*** Opening of Task inputs ***

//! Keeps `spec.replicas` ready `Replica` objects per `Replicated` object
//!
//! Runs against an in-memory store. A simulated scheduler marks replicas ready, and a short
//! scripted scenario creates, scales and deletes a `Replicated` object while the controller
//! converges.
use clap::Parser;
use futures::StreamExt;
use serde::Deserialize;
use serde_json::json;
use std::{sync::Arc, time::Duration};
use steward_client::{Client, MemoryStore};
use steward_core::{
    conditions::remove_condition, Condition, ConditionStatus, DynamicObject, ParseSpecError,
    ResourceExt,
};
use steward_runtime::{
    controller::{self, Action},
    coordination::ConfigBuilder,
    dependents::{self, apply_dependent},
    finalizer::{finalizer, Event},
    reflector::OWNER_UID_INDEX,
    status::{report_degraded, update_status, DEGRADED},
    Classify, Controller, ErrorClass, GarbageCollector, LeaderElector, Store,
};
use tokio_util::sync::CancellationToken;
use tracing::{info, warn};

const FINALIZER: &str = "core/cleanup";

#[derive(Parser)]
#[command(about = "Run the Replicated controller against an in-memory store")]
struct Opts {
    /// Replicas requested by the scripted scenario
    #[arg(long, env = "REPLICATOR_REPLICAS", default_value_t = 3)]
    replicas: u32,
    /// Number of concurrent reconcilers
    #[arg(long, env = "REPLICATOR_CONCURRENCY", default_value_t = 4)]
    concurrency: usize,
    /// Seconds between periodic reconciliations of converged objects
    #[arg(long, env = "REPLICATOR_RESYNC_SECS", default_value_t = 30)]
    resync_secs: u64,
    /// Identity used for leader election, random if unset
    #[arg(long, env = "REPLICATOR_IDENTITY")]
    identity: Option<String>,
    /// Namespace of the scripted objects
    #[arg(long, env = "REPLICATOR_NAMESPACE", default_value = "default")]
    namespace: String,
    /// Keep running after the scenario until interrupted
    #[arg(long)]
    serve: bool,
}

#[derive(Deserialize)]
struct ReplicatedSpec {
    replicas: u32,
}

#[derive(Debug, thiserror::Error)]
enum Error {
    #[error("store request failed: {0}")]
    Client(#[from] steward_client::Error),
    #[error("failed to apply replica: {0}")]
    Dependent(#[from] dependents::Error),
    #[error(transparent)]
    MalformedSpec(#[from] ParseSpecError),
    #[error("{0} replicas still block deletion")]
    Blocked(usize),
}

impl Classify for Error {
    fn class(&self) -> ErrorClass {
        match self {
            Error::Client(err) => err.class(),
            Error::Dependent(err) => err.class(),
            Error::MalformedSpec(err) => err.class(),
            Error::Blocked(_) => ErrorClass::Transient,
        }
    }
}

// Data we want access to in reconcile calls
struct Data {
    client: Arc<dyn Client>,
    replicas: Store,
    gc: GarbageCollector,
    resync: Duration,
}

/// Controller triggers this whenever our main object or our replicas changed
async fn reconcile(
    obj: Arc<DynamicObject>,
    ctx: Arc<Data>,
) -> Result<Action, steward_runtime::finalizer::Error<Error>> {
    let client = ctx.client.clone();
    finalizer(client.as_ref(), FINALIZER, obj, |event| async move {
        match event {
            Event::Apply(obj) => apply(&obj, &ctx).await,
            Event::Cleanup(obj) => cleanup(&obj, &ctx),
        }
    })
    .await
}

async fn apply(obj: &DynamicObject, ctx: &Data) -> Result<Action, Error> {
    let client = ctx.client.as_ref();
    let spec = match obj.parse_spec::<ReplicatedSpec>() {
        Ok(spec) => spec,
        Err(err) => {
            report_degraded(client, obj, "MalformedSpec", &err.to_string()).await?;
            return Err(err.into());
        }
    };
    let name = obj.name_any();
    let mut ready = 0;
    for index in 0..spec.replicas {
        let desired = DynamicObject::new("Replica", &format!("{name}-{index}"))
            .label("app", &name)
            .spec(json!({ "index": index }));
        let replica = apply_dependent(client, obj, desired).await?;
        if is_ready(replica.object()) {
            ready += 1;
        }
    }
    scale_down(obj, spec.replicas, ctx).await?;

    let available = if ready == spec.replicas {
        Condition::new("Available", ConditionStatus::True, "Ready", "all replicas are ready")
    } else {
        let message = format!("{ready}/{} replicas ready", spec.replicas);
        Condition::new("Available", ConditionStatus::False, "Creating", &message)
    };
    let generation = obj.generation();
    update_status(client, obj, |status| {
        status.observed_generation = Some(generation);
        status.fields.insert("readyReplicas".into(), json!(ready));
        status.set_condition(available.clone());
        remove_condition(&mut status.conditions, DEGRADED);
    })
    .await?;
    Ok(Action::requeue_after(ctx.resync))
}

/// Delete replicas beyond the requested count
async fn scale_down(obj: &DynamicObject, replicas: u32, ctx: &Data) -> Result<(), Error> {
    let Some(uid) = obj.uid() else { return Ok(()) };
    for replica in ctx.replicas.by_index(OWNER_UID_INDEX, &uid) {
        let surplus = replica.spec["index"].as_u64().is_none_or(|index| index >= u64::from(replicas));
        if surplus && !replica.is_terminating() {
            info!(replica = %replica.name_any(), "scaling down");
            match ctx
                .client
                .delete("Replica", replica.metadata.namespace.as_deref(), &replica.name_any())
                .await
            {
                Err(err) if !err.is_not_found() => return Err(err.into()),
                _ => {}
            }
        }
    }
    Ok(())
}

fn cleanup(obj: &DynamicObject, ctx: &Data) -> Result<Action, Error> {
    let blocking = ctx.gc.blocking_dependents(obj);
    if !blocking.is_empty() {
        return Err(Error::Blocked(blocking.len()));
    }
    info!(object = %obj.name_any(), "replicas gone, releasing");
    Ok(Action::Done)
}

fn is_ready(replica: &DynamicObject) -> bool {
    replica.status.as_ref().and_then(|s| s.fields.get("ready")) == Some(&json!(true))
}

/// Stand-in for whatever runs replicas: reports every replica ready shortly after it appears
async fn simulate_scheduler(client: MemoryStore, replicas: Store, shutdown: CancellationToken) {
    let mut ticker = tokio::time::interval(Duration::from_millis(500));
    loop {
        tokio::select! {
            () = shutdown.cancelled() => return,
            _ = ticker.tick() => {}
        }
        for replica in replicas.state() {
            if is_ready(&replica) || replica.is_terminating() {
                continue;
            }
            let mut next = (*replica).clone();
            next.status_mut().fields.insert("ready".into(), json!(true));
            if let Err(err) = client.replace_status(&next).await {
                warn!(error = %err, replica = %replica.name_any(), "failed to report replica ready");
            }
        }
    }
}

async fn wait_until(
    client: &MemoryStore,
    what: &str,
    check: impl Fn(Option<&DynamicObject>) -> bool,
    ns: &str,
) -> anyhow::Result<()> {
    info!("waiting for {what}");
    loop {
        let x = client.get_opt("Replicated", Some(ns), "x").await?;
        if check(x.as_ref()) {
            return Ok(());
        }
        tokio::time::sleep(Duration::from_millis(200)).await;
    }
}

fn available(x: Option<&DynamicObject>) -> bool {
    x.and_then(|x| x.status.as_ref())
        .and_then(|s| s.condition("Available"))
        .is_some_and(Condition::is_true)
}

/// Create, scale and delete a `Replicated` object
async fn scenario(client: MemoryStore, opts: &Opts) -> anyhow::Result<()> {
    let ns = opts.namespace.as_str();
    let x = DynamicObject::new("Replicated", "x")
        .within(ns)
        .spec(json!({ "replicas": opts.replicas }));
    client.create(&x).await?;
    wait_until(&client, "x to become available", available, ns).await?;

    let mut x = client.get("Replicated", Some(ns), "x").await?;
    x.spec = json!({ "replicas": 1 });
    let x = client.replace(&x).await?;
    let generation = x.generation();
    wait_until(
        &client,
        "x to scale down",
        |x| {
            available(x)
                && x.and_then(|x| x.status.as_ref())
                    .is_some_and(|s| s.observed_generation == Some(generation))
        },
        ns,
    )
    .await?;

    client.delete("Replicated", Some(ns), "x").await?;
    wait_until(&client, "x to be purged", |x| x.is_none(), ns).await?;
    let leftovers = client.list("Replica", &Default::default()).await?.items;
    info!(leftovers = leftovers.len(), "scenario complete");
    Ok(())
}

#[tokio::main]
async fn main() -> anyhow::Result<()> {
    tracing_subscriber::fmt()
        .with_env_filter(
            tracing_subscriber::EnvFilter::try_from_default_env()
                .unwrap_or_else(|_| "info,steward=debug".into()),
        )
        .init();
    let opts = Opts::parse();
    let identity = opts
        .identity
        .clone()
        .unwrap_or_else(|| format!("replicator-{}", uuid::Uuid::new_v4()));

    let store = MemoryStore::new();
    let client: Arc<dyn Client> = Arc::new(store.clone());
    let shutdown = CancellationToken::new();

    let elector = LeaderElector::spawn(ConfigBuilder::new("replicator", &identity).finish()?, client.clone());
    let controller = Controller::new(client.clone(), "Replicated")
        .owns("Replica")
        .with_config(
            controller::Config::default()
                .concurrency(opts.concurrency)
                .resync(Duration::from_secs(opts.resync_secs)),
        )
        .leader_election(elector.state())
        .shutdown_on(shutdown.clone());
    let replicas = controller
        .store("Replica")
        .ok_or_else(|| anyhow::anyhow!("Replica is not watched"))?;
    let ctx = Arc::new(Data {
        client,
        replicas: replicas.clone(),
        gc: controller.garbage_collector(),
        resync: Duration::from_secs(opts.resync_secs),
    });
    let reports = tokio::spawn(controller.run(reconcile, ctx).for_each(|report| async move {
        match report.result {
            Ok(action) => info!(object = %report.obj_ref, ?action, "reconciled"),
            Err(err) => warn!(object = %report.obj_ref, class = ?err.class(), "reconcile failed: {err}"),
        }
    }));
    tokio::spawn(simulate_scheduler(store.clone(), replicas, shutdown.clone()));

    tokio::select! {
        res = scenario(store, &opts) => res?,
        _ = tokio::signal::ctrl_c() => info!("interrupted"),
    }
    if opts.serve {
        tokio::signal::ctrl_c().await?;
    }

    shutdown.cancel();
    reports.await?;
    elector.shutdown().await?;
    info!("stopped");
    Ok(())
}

*** Close of Task inputs ***
*** Opening of Task inputs ***

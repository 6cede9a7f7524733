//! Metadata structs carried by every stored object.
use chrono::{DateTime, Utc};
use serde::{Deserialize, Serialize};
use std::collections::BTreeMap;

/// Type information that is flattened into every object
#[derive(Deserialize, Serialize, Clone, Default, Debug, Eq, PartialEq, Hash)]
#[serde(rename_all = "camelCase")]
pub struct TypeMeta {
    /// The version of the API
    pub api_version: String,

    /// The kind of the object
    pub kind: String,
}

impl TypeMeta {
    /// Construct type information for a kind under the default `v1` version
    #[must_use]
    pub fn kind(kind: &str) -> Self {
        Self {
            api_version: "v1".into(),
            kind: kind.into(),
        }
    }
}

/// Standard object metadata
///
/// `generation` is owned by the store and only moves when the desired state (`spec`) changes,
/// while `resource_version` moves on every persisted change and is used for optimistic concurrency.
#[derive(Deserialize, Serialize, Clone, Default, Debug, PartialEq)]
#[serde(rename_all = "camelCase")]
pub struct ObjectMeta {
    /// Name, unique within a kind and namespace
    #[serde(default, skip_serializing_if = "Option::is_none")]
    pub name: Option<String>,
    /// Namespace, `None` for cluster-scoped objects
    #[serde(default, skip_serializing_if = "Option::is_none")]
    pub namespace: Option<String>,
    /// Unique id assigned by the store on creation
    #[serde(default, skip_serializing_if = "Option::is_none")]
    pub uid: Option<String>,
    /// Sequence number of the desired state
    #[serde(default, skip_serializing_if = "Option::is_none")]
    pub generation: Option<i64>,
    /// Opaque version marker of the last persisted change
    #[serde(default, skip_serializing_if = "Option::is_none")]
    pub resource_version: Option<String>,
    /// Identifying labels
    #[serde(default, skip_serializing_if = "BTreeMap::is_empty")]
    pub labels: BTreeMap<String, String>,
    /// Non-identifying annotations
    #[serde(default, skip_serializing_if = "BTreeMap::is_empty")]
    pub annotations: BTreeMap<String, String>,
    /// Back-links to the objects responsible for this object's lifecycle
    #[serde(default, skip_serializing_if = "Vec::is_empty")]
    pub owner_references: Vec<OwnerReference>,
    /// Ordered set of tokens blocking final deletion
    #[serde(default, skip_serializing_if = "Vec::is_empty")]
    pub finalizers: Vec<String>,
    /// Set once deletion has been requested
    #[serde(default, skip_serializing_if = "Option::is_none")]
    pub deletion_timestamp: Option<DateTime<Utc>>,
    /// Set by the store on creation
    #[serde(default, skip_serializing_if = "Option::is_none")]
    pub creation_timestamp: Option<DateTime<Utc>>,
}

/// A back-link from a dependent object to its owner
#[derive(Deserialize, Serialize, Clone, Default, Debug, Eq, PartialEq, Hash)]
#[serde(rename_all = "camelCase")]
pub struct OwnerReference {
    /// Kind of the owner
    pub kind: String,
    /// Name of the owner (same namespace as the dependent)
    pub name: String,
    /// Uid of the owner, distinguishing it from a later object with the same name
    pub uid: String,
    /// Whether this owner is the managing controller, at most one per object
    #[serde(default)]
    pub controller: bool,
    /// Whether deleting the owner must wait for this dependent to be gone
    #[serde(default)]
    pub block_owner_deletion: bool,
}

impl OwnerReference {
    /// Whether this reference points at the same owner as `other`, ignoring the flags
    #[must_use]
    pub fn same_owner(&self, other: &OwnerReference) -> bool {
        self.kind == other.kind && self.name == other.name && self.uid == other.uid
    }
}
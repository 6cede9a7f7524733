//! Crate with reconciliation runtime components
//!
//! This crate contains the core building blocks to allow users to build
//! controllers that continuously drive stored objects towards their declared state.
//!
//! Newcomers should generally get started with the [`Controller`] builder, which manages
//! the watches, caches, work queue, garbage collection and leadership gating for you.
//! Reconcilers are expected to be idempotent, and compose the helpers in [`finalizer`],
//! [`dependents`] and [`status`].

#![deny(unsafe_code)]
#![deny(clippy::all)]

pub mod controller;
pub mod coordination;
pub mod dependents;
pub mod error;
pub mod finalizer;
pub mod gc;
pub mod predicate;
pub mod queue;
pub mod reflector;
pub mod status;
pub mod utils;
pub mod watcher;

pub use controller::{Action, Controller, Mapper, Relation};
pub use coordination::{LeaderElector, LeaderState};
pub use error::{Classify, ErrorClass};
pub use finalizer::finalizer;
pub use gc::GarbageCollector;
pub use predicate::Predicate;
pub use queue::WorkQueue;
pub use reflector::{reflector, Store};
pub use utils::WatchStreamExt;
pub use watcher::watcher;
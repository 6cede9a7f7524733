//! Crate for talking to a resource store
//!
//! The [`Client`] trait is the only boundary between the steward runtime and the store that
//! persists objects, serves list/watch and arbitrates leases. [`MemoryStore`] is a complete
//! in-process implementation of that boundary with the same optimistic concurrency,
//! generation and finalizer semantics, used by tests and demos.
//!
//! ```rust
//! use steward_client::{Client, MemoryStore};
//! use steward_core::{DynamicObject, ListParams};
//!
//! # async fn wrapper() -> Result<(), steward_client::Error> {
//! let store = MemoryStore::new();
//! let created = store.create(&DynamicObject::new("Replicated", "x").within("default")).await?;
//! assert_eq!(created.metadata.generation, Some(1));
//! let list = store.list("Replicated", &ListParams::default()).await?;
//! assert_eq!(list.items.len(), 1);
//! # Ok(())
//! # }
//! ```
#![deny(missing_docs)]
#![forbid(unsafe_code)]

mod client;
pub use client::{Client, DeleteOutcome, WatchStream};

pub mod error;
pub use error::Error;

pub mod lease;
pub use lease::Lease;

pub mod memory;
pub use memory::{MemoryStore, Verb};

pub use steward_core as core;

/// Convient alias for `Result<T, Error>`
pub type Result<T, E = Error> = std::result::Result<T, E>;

*** Close of Task inputs ***
*** Opening of Task inputs ***

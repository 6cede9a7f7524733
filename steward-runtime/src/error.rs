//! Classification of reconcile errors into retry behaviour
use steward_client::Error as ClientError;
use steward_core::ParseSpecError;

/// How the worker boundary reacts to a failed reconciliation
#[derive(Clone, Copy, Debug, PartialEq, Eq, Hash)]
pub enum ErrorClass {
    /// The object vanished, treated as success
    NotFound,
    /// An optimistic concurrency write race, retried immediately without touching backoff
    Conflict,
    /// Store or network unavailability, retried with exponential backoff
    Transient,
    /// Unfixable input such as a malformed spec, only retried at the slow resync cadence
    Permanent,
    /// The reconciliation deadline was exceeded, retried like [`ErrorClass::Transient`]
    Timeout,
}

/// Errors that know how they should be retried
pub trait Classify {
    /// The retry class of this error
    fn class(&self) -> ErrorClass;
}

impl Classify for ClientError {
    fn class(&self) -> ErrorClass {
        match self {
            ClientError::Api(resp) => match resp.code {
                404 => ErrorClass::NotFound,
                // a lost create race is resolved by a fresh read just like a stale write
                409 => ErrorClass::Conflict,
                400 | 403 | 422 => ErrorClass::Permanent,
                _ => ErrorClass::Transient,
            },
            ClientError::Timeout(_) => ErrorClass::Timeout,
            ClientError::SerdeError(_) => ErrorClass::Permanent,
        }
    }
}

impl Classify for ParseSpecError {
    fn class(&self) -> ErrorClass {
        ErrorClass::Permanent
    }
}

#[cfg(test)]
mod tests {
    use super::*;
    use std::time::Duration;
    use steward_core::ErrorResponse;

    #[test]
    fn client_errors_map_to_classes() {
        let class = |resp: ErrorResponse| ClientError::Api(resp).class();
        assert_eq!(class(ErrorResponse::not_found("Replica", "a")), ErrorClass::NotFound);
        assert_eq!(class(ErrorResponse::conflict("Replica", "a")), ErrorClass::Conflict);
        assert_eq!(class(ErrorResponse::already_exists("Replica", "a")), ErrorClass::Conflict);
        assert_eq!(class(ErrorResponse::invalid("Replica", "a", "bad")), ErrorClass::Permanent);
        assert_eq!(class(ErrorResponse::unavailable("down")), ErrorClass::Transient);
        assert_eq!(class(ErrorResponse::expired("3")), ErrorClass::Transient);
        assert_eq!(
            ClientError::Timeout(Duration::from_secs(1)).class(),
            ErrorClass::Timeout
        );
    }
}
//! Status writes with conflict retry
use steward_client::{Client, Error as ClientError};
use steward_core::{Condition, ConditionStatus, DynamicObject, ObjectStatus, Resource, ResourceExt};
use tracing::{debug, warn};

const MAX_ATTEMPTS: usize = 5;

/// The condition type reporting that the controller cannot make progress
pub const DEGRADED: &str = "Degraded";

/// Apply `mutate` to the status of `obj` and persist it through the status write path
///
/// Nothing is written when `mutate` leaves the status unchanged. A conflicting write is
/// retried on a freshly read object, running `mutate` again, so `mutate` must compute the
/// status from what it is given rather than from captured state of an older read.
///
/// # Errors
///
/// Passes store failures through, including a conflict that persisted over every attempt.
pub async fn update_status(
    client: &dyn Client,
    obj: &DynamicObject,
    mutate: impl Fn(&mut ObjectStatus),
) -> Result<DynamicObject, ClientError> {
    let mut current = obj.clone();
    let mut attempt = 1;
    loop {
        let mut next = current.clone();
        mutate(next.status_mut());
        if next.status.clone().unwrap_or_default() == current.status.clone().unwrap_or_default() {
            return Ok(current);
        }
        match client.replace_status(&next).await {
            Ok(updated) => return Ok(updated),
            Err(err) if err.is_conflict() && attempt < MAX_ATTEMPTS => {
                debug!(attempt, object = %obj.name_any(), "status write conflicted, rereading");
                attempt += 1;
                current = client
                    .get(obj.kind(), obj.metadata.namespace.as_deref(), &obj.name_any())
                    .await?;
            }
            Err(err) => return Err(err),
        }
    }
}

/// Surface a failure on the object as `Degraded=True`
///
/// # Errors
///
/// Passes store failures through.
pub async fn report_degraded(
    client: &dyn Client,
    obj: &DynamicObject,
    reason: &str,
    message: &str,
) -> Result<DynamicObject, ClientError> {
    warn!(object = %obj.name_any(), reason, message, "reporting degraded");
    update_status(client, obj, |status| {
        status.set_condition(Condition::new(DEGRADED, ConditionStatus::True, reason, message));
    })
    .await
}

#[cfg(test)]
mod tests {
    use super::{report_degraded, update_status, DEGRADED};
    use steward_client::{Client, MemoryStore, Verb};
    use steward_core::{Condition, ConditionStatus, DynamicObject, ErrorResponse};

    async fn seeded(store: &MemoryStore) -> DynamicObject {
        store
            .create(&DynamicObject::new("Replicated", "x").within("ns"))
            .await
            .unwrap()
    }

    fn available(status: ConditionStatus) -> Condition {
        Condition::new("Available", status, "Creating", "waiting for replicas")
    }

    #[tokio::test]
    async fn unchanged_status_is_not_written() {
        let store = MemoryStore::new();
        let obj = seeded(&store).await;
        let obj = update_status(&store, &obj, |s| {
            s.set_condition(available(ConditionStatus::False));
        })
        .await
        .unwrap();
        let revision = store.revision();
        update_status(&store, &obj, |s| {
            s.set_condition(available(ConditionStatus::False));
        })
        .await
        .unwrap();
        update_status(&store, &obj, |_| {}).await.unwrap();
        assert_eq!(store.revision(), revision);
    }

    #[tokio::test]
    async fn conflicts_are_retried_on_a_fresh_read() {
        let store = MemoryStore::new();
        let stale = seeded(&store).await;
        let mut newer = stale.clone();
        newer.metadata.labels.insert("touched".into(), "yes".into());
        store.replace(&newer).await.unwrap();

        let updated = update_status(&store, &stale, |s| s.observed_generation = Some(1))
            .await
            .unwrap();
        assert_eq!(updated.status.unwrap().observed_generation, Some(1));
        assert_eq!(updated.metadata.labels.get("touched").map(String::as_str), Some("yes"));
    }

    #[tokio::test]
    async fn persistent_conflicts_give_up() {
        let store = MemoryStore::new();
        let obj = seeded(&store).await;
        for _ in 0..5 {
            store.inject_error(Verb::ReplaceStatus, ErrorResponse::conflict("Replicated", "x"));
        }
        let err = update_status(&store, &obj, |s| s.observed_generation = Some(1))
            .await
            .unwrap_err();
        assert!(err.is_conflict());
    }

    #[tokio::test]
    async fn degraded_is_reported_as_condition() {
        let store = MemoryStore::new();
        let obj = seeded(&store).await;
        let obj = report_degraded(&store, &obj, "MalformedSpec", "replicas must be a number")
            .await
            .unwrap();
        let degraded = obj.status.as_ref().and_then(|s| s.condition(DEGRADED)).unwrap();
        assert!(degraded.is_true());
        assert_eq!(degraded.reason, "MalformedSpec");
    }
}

*** Close of Task inputs ***

** Task instructions **
A verbatim transcription is needed of the lines above, starting at the line with "as the dependent)" and ending at the line with "users to build", both included, and of nothing else.

** Task solution **
    /// Name of the owner (same namespace as the dependent)
    pub name: String,
    /// Uid of the owner, distinguishing it from a later object with the same name
    pub uid: String,
    /// Whether this owner is the managing controller, at most one per object
    #[serde(default)]
    pub controller: bool,
    /// Whether deleting the owner must wait for this dependent to be gone
    #[serde(default)]
    pub block_owner_deletion: bool,
}

impl OwnerReference {
    /// Whether this reference points at the same owner as `other`, ignoring the flags
    #[must_use]
    pub fn same_owner(&self, other: &OwnerReference) -> bool {
        self.kind == other.kind && self.name == other.name && self.uid == other.uid
    }
}
repository 6cede9a7f7524733
//! Crate with reconciliation runtime components
//!
//! This crate contains the core building blocks to allow users to build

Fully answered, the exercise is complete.